= What is required =
Your output should be the entries below, from the first line up to and including the line with "pub const SRCS: &str", reproduced exactly and with no other lines.

Items from a data source
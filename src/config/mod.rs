//! Configuration: the variable store, the `.dmake` and source-list parsers,
//! and process-wide settings.

pub mod dmakefile;
pub mod settings;
pub mod source_list;
pub mod vars;

pub use settings::Settings;
pub use vars::{Operator, Variable, Vars};

/// Name of the per-directory configuration file.
pub const DMAKEFILE: &str = ".dmake";

/// Keys read from a `.dmake` file.
pub mod keys {
    /// Source glob patterns.
    pub const SRCS: &str = "SRCS";
    /// Path of a source-list file.
    pub const SRCSFILE: &str = "SRCSFILE";
    /// Sub-directory glob patterns.
    pub const DIRS: &str = "DIRS";
    /// Installation prefix.
    pub const PREFIX: &str = "PREFIX";
}
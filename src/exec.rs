//! External command execution.
//!
//! Every process dmake starts is described by a [`DelegateCommand`] and run
//! through an [`Executor`], so tests can record commands instead of running
//! them.

use std::fmt;
use std::path::{Path, PathBuf};
use std::process::{Command, Stdio};

use crate::error::DelegateError;

/// A fully specified external command: program, arguments, working
/// directory and the complete environment it runs with.
#[derive(Debug, Clone, PartialEq, Eq)]
pub struct DelegateCommand {
    pub program: String,
    pub args: Vec<String>,
    pub current_dir: PathBuf,
    pub env: Vec<(String, String)>,
}

impl DelegateCommand {
    #[must_use]
    pub fn new(program: impl Into<String>, current_dir: &Path) -> Self {
        Self {
            program: program.into(),
            args: Vec::new(),
            current_dir: current_dir.to_path_buf(),
            env: Vec::new(),
        }
    }

    /// Append one argument.
    #[must_use]
    pub fn arg(mut self, arg: impl Into<String>) -> Self {
        self.args.push(arg.into());
        self
    }

    /// Append several arguments.
    #[must_use]
    pub fn args<I, S>(mut self, args: I) -> Self
    where
        I: IntoIterator<Item = S>,
        S: Into<String>,
    {
        self.args.extend(args.into_iter().map(Into::into));
        self
    }

    /// Replace the environment.
    #[must_use]
    pub fn envs(mut self, env: &[(String, String)]) -> Self {
        self.env = env.to_vec();
        self
    }
}

impl fmt::Display for DelegateCommand {
    fn fmt(&self, f: &mut fmt::Formatter<'_>) -> fmt::Result {
        f.write_str(&self.program)?;
        for arg in &self.args {
            write!(f, " {arg}")?;
        }
        Ok(())
    }
}

/// Runs delegate processes to completion.
///
/// The production implementation is [`SystemExecutor`]; tests substitute a
/// recording or mock implementation.
#[cfg_attr(test, mockall::automock)]
pub trait Executor {
    /// Run `cmd` and wait for it to exit.
    ///
    /// # Errors
    ///
    /// Returns [`DelegateError::Launch`] if the process cannot be started and
    /// [`DelegateError::Failed`] if it exits unsuccessfully.
    fn run(&self, cmd: &DelegateCommand) -> Result<(), DelegateError>;
}

/// Executes commands with [`std::process::Command`].
///
/// The child gets no stdin, inherits stdout and stderr, and sees only the
/// environment in the [`DelegateCommand`].
#[derive(Debug, Clone, Copy, Default)]
pub struct SystemExecutor;

impl Executor for SystemExecutor {
    fn run(&self, cmd: &DelegateCommand) -> Result<(), DelegateError> {
        tracing::debug!("RUN: {cmd}");
        let status = Command::new(&cmd.program)
            .args(&cmd.args)
            .current_dir(&cmd.current_dir)
            .env_clear()
            .envs(cmd.env.iter().map(|(k, v)| (k, v)))
            .stdin(Stdio::null())
            .stdout(Stdio::inherit())
            .stderr(Stdio::inherit())
            .status()
            .map_err(|source| DelegateError::Launch {
                program: cmd.program.clone(),
                source,
            })?;
        if status.success() {
            Ok(())
        } else {
            Err(DelegateError::Failed {
                program: cmd.program.clone(),
                code: status.code(),
            })
        }
    }
}

#[cfg(test)]
#[allow(clippy::expect_used, clippy::unwrap_used)]
mod tests {
    use super::*;

    fn host_env() -> Vec<(String, String)> {
        std::env::var("PATH")
            .map(|p| vec![("PATH".to_string(), p)])
            .unwrap_or_default()
    }

    #[test]
    fn display_joins_arguments() {
        let cmd = DelegateCommand::new("dcc", Path::new("."))
            .arg("--exe")
            .args(["fred", "main.cpp"]);
        assert_eq!(cmd.to_string(), "dcc --exe fred main.cpp");
    }

    #[cfg(not(windows))]
    #[test]
    fn run_success() {
        let dir = std::env::temp_dir();
        let cmd = DelegateCommand::new("true", &dir).envs(&host_env());
        SystemExecutor.run(&cmd).expect("true should succeed");
    }

    #[cfg(not(windows))]
    #[test]
    fn run_failure_reports_exit_code() {
        let dir = std::env::temp_dir();
        let cmd = DelegateCommand::new("sh", &dir)
            .args(["-c", "exit 3"])
            .envs(&host_env());
        let err = SystemExecutor.run(&cmd).unwrap_err();
        assert!(matches!(err, DelegateError::Failed { code: Some(3), .. }));
    }

    #[cfg(not(windows))]
    #[test]
    fn run_uses_only_given_environment() {
        let tmp = tempfile::tempdir().unwrap();
        let mut env = host_env();
        env.push(("DMAKE_TEST_MARKER".to_string(), "yes".to_string()));
        let cmd = DelegateCommand::new("sh", tmp.path())
            .args(["-c", "test \"$DMAKE_TEST_MARKER\" = yes && test -z \"$HOME\""])
            .envs(&env);
        SystemExecutor.run(&cmd).expect("environment should be exactly the given one");
    }

    #[cfg(not(windows))]
    #[test]
    fn run_in_given_directory() {
        let tmp = tempfile::tempdir().unwrap();
        let cmd = DelegateCommand::new("sh", tmp.path())
            .args(["-c", "touch here"])
            .envs(&host_env());
        SystemExecutor.run(&cmd).unwrap();
        assert!(tmp.path().join("here").exists());
    }

    #[test]
    fn run_missing_program_is_launch_error() {
        let dir = std::env::temp_dir();
        let cmd = DelegateCommand::new("this-program-does-not-exist-12345", &dir);
        let err = SystemExecutor.run(&cmd).unwrap_err();
        assert!(matches!(err, DelegateError::Launch { .. }));
    }
}
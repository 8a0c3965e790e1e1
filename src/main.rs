use std::process::ExitCode;

use clap::Parser;

use dmake_cli::{cli, commands, logging};

fn main() -> ExitCode {
    let _ = enable_ansi_support::enable_ansi_support();
    let args = cli::Cli::parse();
    logging::init_subscriber(logging::level_for(args.verbose, args.debug));
    let log = logging::Logger::new();

    match commands::run(&args, &log) {
        Ok(()) => ExitCode::SUCCESS,
        Err(e) => {
            log.error(&format!("{e:#}"));
            if commands::is_usage_error(&e) {
                ExitCode::from(2)
            } else {
                ExitCode::FAILURE
            }
        }
    }
}
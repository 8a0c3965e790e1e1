//! Console logging: the tracing subscriber and the [`Logger`] façade.

mod logger;
mod subscriber;

pub use logger::{DirEntry, DirStatus, Logger};
pub use subscriber::{init_subscriber, level_for};
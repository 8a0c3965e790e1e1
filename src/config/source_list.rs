//! Source-list files named by `SRCSFILE`.

use std::path::Path;

use crate::error::{FsError, Result};

/// Read a source-list file: every non-blank, non-comment line holds one or
/// more whitespace-separated glob patterns. All patterns are returned in
/// file order.
///
/// # Errors
///
/// Returns an error if the file cannot be read.
pub fn parse_file(path: &Path) -> Result<Vec<String>> {
    let content = std::fs::read_to_string(path).map_err(FsError::wrap("read", path))?;
    Ok(parse_str(&content))
}

/// Parse source-list content from a string.
///
/// ```
/// use dmake_cli::config::source_list::parse_str;
///
/// let patterns = parse_str("# sources\nmain.c util.c\n\nlib/*.c\n");
/// assert_eq!(patterns, ["main.c", "util.c", "lib/*.c"]);
/// ```
#[must_use]
pub fn parse_str(content: &str) -> Vec<String> {
    content
        .lines()
        .map(str::trim)
        .filter(|line| !line.is_empty() && !line.starts_with('#'))
        .flat_map(str::split_whitespace)
        .map(String::from)
        .collect()
}

#[cfg(test)]
#[allow(clippy::unwrap_used)]
mod tests {
    use super::*;

    #[test]
    fn comments_and_blank_lines_skipped() {
        assert!(parse_str("# nothing\n\n   \n").is_empty());
    }

    #[test]
    fn patterns_are_unioned_across_lines() {
        let patterns = parse_str("a.c\n  b.c c.c  \n");
        assert_eq!(patterns, ["a.c", "b.c", "c.c"]);
    }

    #[test]
    fn missing_file_is_an_error() {
        let tmp = tempfile::tempdir().unwrap();
        let err = parse_file(&tmp.path().join("SOURCES")).unwrap_err();
        assert!(err.to_string().starts_with("read "));
    }
}
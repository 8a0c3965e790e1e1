//! Untyped configuration variables with `=`, `+=` and `-=` semantics and
//! `$name` / `${name}` interpolation.
//!
//! Every value is a string. Boolean flags are the literal string `"true"`.

use std::collections::HashMap;
use std::fmt;

/// Assignment operator of a configuration line.
#[derive(Debug, Clone, Copy, PartialEq, Eq)]
pub enum Operator {
    /// `=`: replace any existing value.
    Assign,
    /// `+=`: concatenate onto the existing value.
    Append,
    /// `-=`: remove every occurrence from the existing value.
    Subtract,
}

impl Operator {
    /// Map the operator text used in configuration files.
    #[must_use]
    pub fn from_token(token: &str) -> Option<Self> {
        match token {
            "=" => Some(Self::Assign),
            "+=" => Some(Self::Append),
            "-=" => Some(Self::Subtract),
            _ => None,
        }
    }
}

impl fmt::Display for Operator {
    fn fmt(&self, f: &mut fmt::Formatter<'_>) -> fmt::Result {
        f.write_str(match self {
            Self::Assign => "=",
            Self::Append => "+=",
            Self::Subtract => "-=",
        })
    }
}

/// The right-hand side of one configuration line.
#[derive(Debug, Clone, PartialEq, Eq)]
pub struct Variable {
    /// How the value combines with an earlier definition.
    pub op: Operator,
    /// The value, already interpolated.
    pub value: String,
}

impl Variable {
    #[must_use]
    pub fn new(op: Operator, value: impl Into<String>) -> Self {
        Self {
            op,
            value: value.into(),
        }
    }

    /// Shorthand for an `=` assignment.
    #[must_use]
    pub fn assign(value: impl Into<String>) -> Self {
        Self::new(Operator::Assign, value)
    }
}

/// A case-sensitive mapping from variable name to [`Variable`].
///
/// # Examples
///
/// ```
/// use dmake_cli::config::vars::{Operator, Variable, Vars};
///
/// let mut vars = Vars::default();
/// vars.apply("CFLAGS", Variable::assign("-g"));
/// vars.apply("CFLAGS", Variable::new(Operator::Append, " -O2"));
/// assert_eq!(vars.value("CFLAGS"), Some("-g -O2"));
/// assert_eq!(vars.interpolate("[${CFLAGS}]"), "[-g -O2]");
/// ```
#[derive(Debug, Clone, Default, PartialEq, Eq)]
pub struct Vars {
    map: HashMap<String, Variable>,
}

impl Vars {
    /// Store `var` under `name` as-is, replacing anything already there.
    pub fn set(&mut self, name: &str, var: Variable) {
        self.map.insert(name.to_string(), var);
    }

    #[must_use]
    pub fn get(&self, name: &str) -> Option<&Variable> {
        self.map.get(name)
    }

    /// The current string value of `name`, if defined.
    #[must_use]
    pub fn value(&self, name: &str) -> Option<&str> {
        self.map.get(name).map(|v| v.value.as_str())
    }

    #[must_use]
    pub fn len(&self) -> usize {
        self.map.len()
    }

    #[must_use]
    pub fn is_empty(&self) -> bool {
        self.map.is_empty()
    }

    /// Apply an assignment, honouring its operator.
    ///
    /// `Append` and `Subtract` on an undefined name behave like `Assign`.
    /// The stored variable always records [`Operator::Assign`] since it now
    /// holds the resolved value.
    pub fn apply(&mut self, name: &str, var: Variable) {
        let value = match (var.op, self.map.get(name)) {
            (Operator::Assign, _) | (_, None) => var.value,
            (Operator::Append, Some(existing)) => {
                let mut value = existing.value.clone();
                value.push_str(&var.value);
                value
            }
            (Operator::Subtract, Some(existing)) => existing.value.replace(&var.value, ""),
        };
        self.map.insert(name.to_string(), Variable::assign(value));
    }

    /// Substitute variable references in `text`.
    ///
    /// Scans left to right: `$$` yields a literal `$`, `${name}` reads up to
    /// the next `}`, and a bare `$name` reads up to the next whitespace.
    /// Undefined names expand to nothing. A `$` at the very end of the text
    /// or before whitespace is kept literally.
    #[must_use]
    pub fn interpolate(&self, text: &str) -> String {
        let mut out = String::with_capacity(text.len());
        let mut rest = text;
        while let Some(pos) = rest.find('$') {
            let (head, tail) = rest.split_at(pos);
            out.push_str(head);
            let after = tail.get(1..).unwrap_or_default();
            if let Some(escaped) = after.strip_prefix('$') {
                out.push('$');
                rest = escaped;
            } else if let Some(braced) = after.strip_prefix('{') {
                let (key, remainder) = braced.split_at(braced.find('}').unwrap_or(braced.len()));
                out.push_str(self.value(key).unwrap_or_default());
                rest = remainder.strip_prefix('}').unwrap_or(remainder);
            } else if after.is_empty() || after.starts_with(char::is_whitespace) {
                out.push('$');
                rest = after;
            } else {
                let end = after.find(char::is_whitespace).unwrap_or(after.len());
                let (key, remainder) = after.split_at(end);
                out.push_str(self.value(key).unwrap_or_default());
                rest = remainder;
            }
        }
        out.push_str(rest);
        out
    }
}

= Answer to this task =
filename src/config/mod.rs
//! Configuration: the variable store, the `.dmake` and source-list parsers,
//! and process-wide settings.

pub mod dmakefile;
pub mod settings;
pub mod source_list;
pub mod vars;

pub use settings::Settings;
pub use vars::{Operator, Variable, Vars};

/// Name of the per-directory configuration file.
pub const DMAKEFILE: &str = ".dmake";

/// Keys read from a `.dmake` file.
pub mod keys {
    /// Source glob patterns.
    pub const SRCS: &str = "SRCS";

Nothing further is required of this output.